Chega uma hora em que você se cansa de contar carneiros. O silêncio penetra por seu corpo mas o sono não vem. A luz está apagada, mas você percebe que não enxerga menos por causa disso, na verdade, enxerga mais do que deveria. As horas passam, coisas se mexem, se transformam e o mundo gira. Sei que é difícil crer no que os olhos não podem ver, mas nada é como parece ser.

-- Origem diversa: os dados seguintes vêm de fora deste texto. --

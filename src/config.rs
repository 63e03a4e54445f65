use std::env;
use std::fmt;
use std::time::Duration;

/// Distinguishes runtime behavior for different stages of the portal.
#[derive(Debug, Clone, Copy, PartialEq, Eq)]
pub enum AppEnvironment {
    Development,
    Test,
    Production,
}

impl AppEnvironment {
    fn from_str(value: &str) -> Self {
        match value.trim().to_ascii_lowercase().as_str() {
            "prod" | "production" => Self::Production,
            "test" | "ci" => Self::Test,
            _ => Self::Development,
        }
    }
}

/// Top-level configuration for the application.
#[derive(Debug, Clone)]
pub struct AppConfig {
    pub environment: AppEnvironment,
    pub telemetry: TelemetryConfig,
    pub wizard: WizardConfig,
}

impl AppConfig {
    pub fn load() -> Result<Self, ConfigError> {
        dotenvy::dotenv().ok();

        let environment = AppEnvironment::from_str(
            &env::var("APP_ENV").unwrap_or_else(|_| "development".to_string()),
        );

        let log_level = env::var("APP_LOG_LEVEL").unwrap_or_else(|_| "info".to_string());

        let validation_delay = duration_var(
            "WIZARD_VALIDATION_DELAY_MS",
            WizardConfig::DEFAULT_VALIDATION_DELAY,
        )?;
        let notice_ttl = duration_var("WIZARD_NOTICE_TTL_MS", WizardConfig::DEFAULT_NOTICE_TTL)?;

        Ok(Self {
            environment,
            telemetry: TelemetryConfig { log_level },
            wizard: WizardConfig {
                validation_delay,
                notice_ttl,
            },
        })
    }
}

fn duration_var(var: &'static str, default: Duration) -> Result<Duration, ConfigError> {
    match env::var(var) {
        Err(_) => Ok(default),
        Ok(raw) => raw
            .parse::<u64>()
            .map(Duration::from_millis)
            .map_err(|_| ConfigError::InvalidDuration { var }),
    }
}

/// Tunables for the wizard's simulated collaborators.
#[derive(Debug, Clone, Copy)]
pub struct WizardConfig {
    /// Simulated identity-provider round trip before the OTP prompt opens.
    pub validation_delay: Duration,
    /// Lifetime of transient keystroke-rejection notices.
    pub notice_ttl: Duration,
}

impl WizardConfig {
    pub const DEFAULT_VALIDATION_DELAY: Duration = Duration::from_millis(1000);
    pub const DEFAULT_NOTICE_TTL: Duration = Duration::from_millis(2000);
}

impl Default for WizardConfig {
    fn default() -> Self {
        Self {
            validation_delay: Self::DEFAULT_VALIDATION_DELAY,
            notice_ttl: Self::DEFAULT_NOTICE_TTL,
        }
    }
}

/// Tracing controls.
#[derive(Debug, Clone)]
pub struct TelemetryConfig {
    pub log_level: String,
}

#[derive(Debug)]
pub enum ConfigError {
    InvalidDuration { var: &'static str },
}

impl fmt::Display for ConfigError {
    fn fmt(&self, f: &mut fmt::Formatter<'_>) -> fmt::Result {
        match self {
            ConfigError::InvalidDuration { var } => {
                write!(f, "{var} must be a whole number of milliseconds")
            }
        }
    }
}

impl std::error::Error for ConfigError {}
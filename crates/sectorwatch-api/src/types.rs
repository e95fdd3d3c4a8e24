//! Version and manifest types

use serde::{Deserialize, Serialize};
use std::fmt;

/// A sector package version tuple: AIRAC cycle, revision within the cycle,
/// and package patch number.
///
/// Field order matters: the derived `Ord` gives the lexicographic
/// (cycle, revision, patch) ordering used for update decisions.
#[derive(
    Debug, Clone, Copy, PartialEq, Eq, PartialOrd, Ord, Hash, Serialize, Deserialize,
)]
pub struct SectorVersion {
    pub cycle: u32,
    pub revision: u32,
    pub patch: u32,
}

impl SectorVersion {
    pub fn new(cycle: u32, revision: u32, patch: u32) -> Self {
        Self {
            cycle,
            revision,
            patch,
        }
    }
}

impl fmt::Display for SectorVersion {
    fn fmt(&self, f: &mut fmt::Formatter<'_>) -> fmt::Result {
        write!(
            f,
            "AIRAC {}/{} (Package {})",
            self.cycle, self.revision, self.patch
        )
    }
}

/// Version information extracted from the currently loaded sector file label.
///
/// Only produced from a successful label match; a label that doesn't match
/// the expected pattern yields no `LocalSector` at all.
#[derive(Debug, Clone, PartialEq, Eq, Serialize, Deserialize)]
pub struct LocalSector {
    pub version: SectorVersion,

    /// The full label string the version was extracted from
    pub raw_label: String,
}

/// The remote manifest advertising the latest published sector package.
///
/// Cycle and revision are required on the wire; patch defaults to 0 and the
/// string fields default to empty when absent.
#[derive(Debug, Clone, PartialEq, Eq, Serialize, Deserialize)]
pub struct RemoteManifest {
    pub version: SectorVersion,
    pub package_name: String,
    pub download_url: String,
    pub notes: String,
}

/// One-time welcome notice fetched from the welcome descriptor URL
#[derive(Debug, Clone, PartialEq, Eq, Serialize, Deserialize)]
pub struct WelcomeNotice {
    pub title: String,
    pub message: String,
}

/// Snapshot of local and remote version state for the status command
#[derive(Debug, Clone, Serialize, Deserialize)]
pub struct StatusReport {
    /// The raw sector label as reported by the host, if any
    pub sector_label: Option<String>,

    /// Parsed local version, if the label matched
    pub local: Option<SectorVersion>,

    /// Remote manifest, if the fetch and parse succeeded
    pub remote: Option<RemoteManifest>,
}

impl fmt::Display for StatusReport {
    fn fmt(&self, f: &mut fmt::Formatter<'_>) -> fmt::Result {
        write!(
            f,
            "[Local] Sector string: {} ",
            self.sector_label.as_deref().unwrap_or("<none>")
        )?;
        match &self.local {
            Some(version) => write!(f, "{}. ", version)?,
            None => write!(f, "Could not parse sector label. ")?,
        }
        write!(f, "[Remote]")?;
        match &self.remote {
            Some(manifest) => write!(
                f,
                " {} Name: {}",
                manifest.version,
                if manifest.package_name.is_empty() {
                    "<none>"
                } else {
                    &manifest.package_name
                }
            ),
            None => write!(f, " <fetch/parse failed>"),
        }
    }
}
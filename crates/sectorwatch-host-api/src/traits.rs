//! Host adapter traits

use thiserror::Error;

/// Errors from host adapter operations
#[derive(Debug, Error)]
pub enum HostError {
    #[error("Request failed: {0}")]
    RequestFailed(String),

    #[error("Unexpected HTTP status: {0}")]
    BadStatus(u16),

    #[error("Empty response body")]
    EmptyBody,

    #[error("Failed to open URL: {0}")]
    OpenFailed(String),

    #[error("IO error: {0}")]
    Io(#[from] std::io::Error),
}

pub type HostResult<T> = Result<T, HostError>;

/// Interface to the hosting environment.
///
/// All methods are synchronous: the host delivers callbacks one at a time
/// and guarantees they are never re-entrant or concurrent, so the monitor
/// does its work inline and returns.
pub trait HostAdapter: Send + Sync {
    /// Label string of the currently loaded sector data package, if any.
    /// An empty label is reported as `None`.
    fn sector_label(&self) -> Option<String>;

    /// Whether the operator is currently connected to the network
    fn is_connected(&self) -> bool;

    /// Routine, non-blocking message in the host's log/chat surface
    fn show_message(&self, sender: &str, text: &str);

    /// Attention-demanding notice: acknowledgable chat message plus a
    /// blocking OS-level modal dialog
    fn show_alert(&self, title: &str, text: &str);

    /// Open a URL in the operator's default handler
    fn open_url(&self, url: &str) -> HostResult<()>;
}

/// Blocking retrieval of small text documents.
///
/// One plain GET, no retry, no caching. The implementation is expected to
/// enforce a request timeout so a stalled fetch can't wedge the host's
/// callback for long.
pub trait Fetcher: Send + Sync {
    fn fetch_text(&self, url: &str) -> HostResult<String>;
}
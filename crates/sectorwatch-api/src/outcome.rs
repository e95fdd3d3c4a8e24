//! Check triggers and outcomes

use serde::{Deserialize, Serialize};

use crate::{LocalSector, RemoteManifest};

/// What initiated an update check
#[derive(Debug, Clone, Copy, PartialEq, Eq, Serialize, Deserialize)]
#[serde(rename_all = "snake_case")]
pub enum CheckTrigger {
    /// Fired from the periodic tick: silent except for "update available"
    Periodic,

    /// Explicitly requested by the operator: every outcome is reported
    Manual,
}

impl CheckTrigger {
    /// Whether non-alert outcomes (up to date, errors) are reported
    pub fn is_verbose(&self) -> bool {
        matches!(self, Self::Manual)
    }
}

/// Successful result of one update check
#[derive(Debug, Clone, PartialEq, Eq, Serialize, Deserialize)]
pub enum CheckOutcome {
    /// The remote tuple is strictly newer than the local one
    UpdateAvailable {
        local: LocalSector,
        remote: RemoteManifest,
    },

    /// The local tuple is equal to or newer than the remote one
    UpToDate { local: LocalSector },
}
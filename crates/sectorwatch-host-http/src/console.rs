//! Console host for the standalone CLI runner
//!
//! Stands in for the simulation client's notification surface: routine
//! messages go to stdout, alerts get a framed banner in place of the OS
//! modal dialog.

use sectorwatch_host_api::{HostAdapter, HostError, HostResult};
use tracing::info;

/// Host adapter backed by the terminal.
///
/// The sector label and connection signal are fixed at construction; the
/// CLI passes them from its arguments.
pub struct ConsoleHost {
    sector_label: Option<String>,
    connected: bool,
}

impl ConsoleHost {
    pub fn new(sector_label: Option<String>, connected: bool) -> Self {
        Self {
            sector_label,
            connected,
        }
    }
}

impl HostAdapter for ConsoleHost {
    fn sector_label(&self) -> Option<String> {
        self.sector_label
            .as_deref()
            .filter(|label| !label.is_empty())
            .map(String::from)
    }

    fn is_connected(&self) -> bool {
        self.connected
    }

    fn show_message(&self, sender: &str, text: &str) {
        info!(sender = %sender, "Message shown");
        println!("[{}] {}", sender, text);
    }

    fn show_alert(&self, title: &str, text: &str) {
        info!(title = %title, "Alert shown");
        let width = title.len().max(text.lines().map(str::len).max().unwrap_or(0)) + 4;
        println!("{}", "=".repeat(width));
        println!("  {}", title);
        println!("{}", "-".repeat(width));
        for line in text.lines() {
            println!("  {}", line);
        }
        println!("{}", "=".repeat(width));
    }

    fn open_url(&self, url: &str) -> HostResult<()> {
        info!(url = %url, "Opening URL in default handler");
        open::that(url).map_err(|e| HostError::OpenFailed(e.to_string()))
    }
}
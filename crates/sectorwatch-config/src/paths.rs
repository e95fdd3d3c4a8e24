//! Default config path
//!
//! User-writable, no root required:
//! `$SECTORWATCH_CONFIG` > `$XDG_CONFIG_HOME/sectorwatch/config.toml` >
//! `~/.config/sectorwatch/config.toml`.

use std::path::PathBuf;

/// Environment variable for overriding the config path
pub const SECTORWATCH_CONFIG_ENV: &str = "SECTORWATCH_CONFIG";

/// Application subdirectory name
const APP_DIR: &str = "sectorwatch";

/// Config filename within the config directory
const CONFIG_FILENAME: &str = "config.toml";

/// Get the default config file path.
///
/// Order of precedence:
/// 1. `$SECTORWATCH_CONFIG` environment variable (if set)
/// 2. `$XDG_CONFIG_HOME/sectorwatch/config.toml` (if XDG_CONFIG_HOME is set)
/// 3. `~/.config/sectorwatch/config.toml` (fallback)
pub fn default_config_path() -> PathBuf {
    if let Ok(path) = std::env::var(SECTORWATCH_CONFIG_ENV) {
        return PathBuf::from(path);
    }

    config_path_without_env()
}

/// Get the config path without checking SECTORWATCH_CONFIG.
/// Used for help text where the env var is described separately.
pub fn config_path_without_env() -> PathBuf {
    if let Ok(config_home) = std::env::var("XDG_CONFIG_HOME") {
        return PathBuf::from(config_home).join(APP_DIR).join(CONFIG_FILENAME);
    }

    if let Ok(home) = std::env::var("HOME") {
        return PathBuf::from(home)
            .join(".config")
            .join(APP_DIR)
            .join(CONFIG_FILENAME);
    }

    // Last resort
    PathBuf::from("/tmp").join(APP_DIR).join(CONFIG_FILENAME)
}
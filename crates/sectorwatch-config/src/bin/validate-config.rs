//! Config validation CLI tool
//!
//! Validates a sectorwatch configuration file and reports any errors.

use sectorwatch_config::default_config_path;
use std::path::PathBuf;
use std::process::ExitCode;

fn main() -> ExitCode {
    let args: Vec<String> = std::env::args().collect();

    let config_path = match args.get(1) {
        Some(path) => PathBuf::from(path),
        None => {
            let default_path = default_config_path();
            eprintln!("Usage: validate-config [config-file]");
            eprintln!();
            eprintln!("Validates a sectorwatch configuration file.");
            eprintln!();
            eprintln!("If no path is provided, uses: {}", default_path.display());
            eprintln!();
            eprintln!("Example:");
            eprintln!("  validate-config {}", default_path.display());
            eprintln!("  validate-config config.example.toml");
            return ExitCode::from(2);
        }
    };

    if !config_path.exists() {
        eprintln!(
            "Error: Configuration file not found: {}",
            config_path.display()
        );
        return ExitCode::from(1);
    }

    match sectorwatch_config::load_config(&config_path) {
        Ok(config) => {
            println!("✓ Configuration is valid");
            println!();
            println!("Summary:");
            println!(
                "  Config version: {}",
                sectorwatch_config::CURRENT_CONFIG_VERSION
            );
            println!("  Manifest URL: {}", config.manifest_url);
            println!("  Welcome URL: {}", config.welcome_url);
            println!("  Check interval: {}s", config.check_interval.as_secs());
            println!("  Fetch timeout: {}s", config.fetch_timeout.as_secs());
            println!(
                "  Reminder interval: {}min",
                config.reminder_interval.as_secs() / 60
            );

            ExitCode::SUCCESS
        }
        Err(e) => {
            eprintln!("✗ Configuration validation failed");
            eprintln!();
            match &e {
                sectorwatch_config::ConfigError::ReadError(io_err) => {
                    eprintln!("Failed to read file: {}", io_err);
                }
                sectorwatch_config::ConfigError::ParseError(parse_err) => {
                    eprintln!("TOML parse error:");
                    eprintln!("  {}", parse_err);
                }
                sectorwatch_config::ConfigError::ValidationFailed { errors } => {
                    eprintln!("Validation errors ({}):", errors.len());
                    for err in errors {
                        eprintln!("  - {}", err);
                    }
                }
                sectorwatch_config::ConfigError::UnsupportedVersion(ver) => {
                    eprintln!(
                        "Unsupported config version: {} (expected {})",
                        ver,
                        sectorwatch_config::CURRENT_CONFIG_VERSION
                    );
                }
            }
            ExitCode::from(1)
        }
    }
}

quinta-feira, 10 de março de 2011

Como ajudar você?


De uma hora para outra, lá estava eu. No terraço de uma casa que, de alguma forma, sabia que era minha. Me debrucei sobre o muro e me assustei quando percebi que estava à vários andares de altura e que bem lá embaixo a rua estava molhada de chuva. O céu estava nublado. Me virei para contemplar o terraço e, poucas vezes durante toda a minha vida, eu tinha visto lugar tão belo como aquele.
Havia vasos de plantas encostados junto aos muros que cercavam o terraço. Presas por ganchos de metal ao telhado haviam samambaias muito verdes, que arrastavam no chão, além de lustres de cristal que não estavam ali antes. No meio de tudo haviam várias mesas dispostas e arrumadas como que para uma grande festa, e no canto direito havia uma caixa d'água suspensa por dois muros, com um pouco de tralhas e bugigangas na frente, a única coisa que não combinava com a arrumação daquele belo recinto.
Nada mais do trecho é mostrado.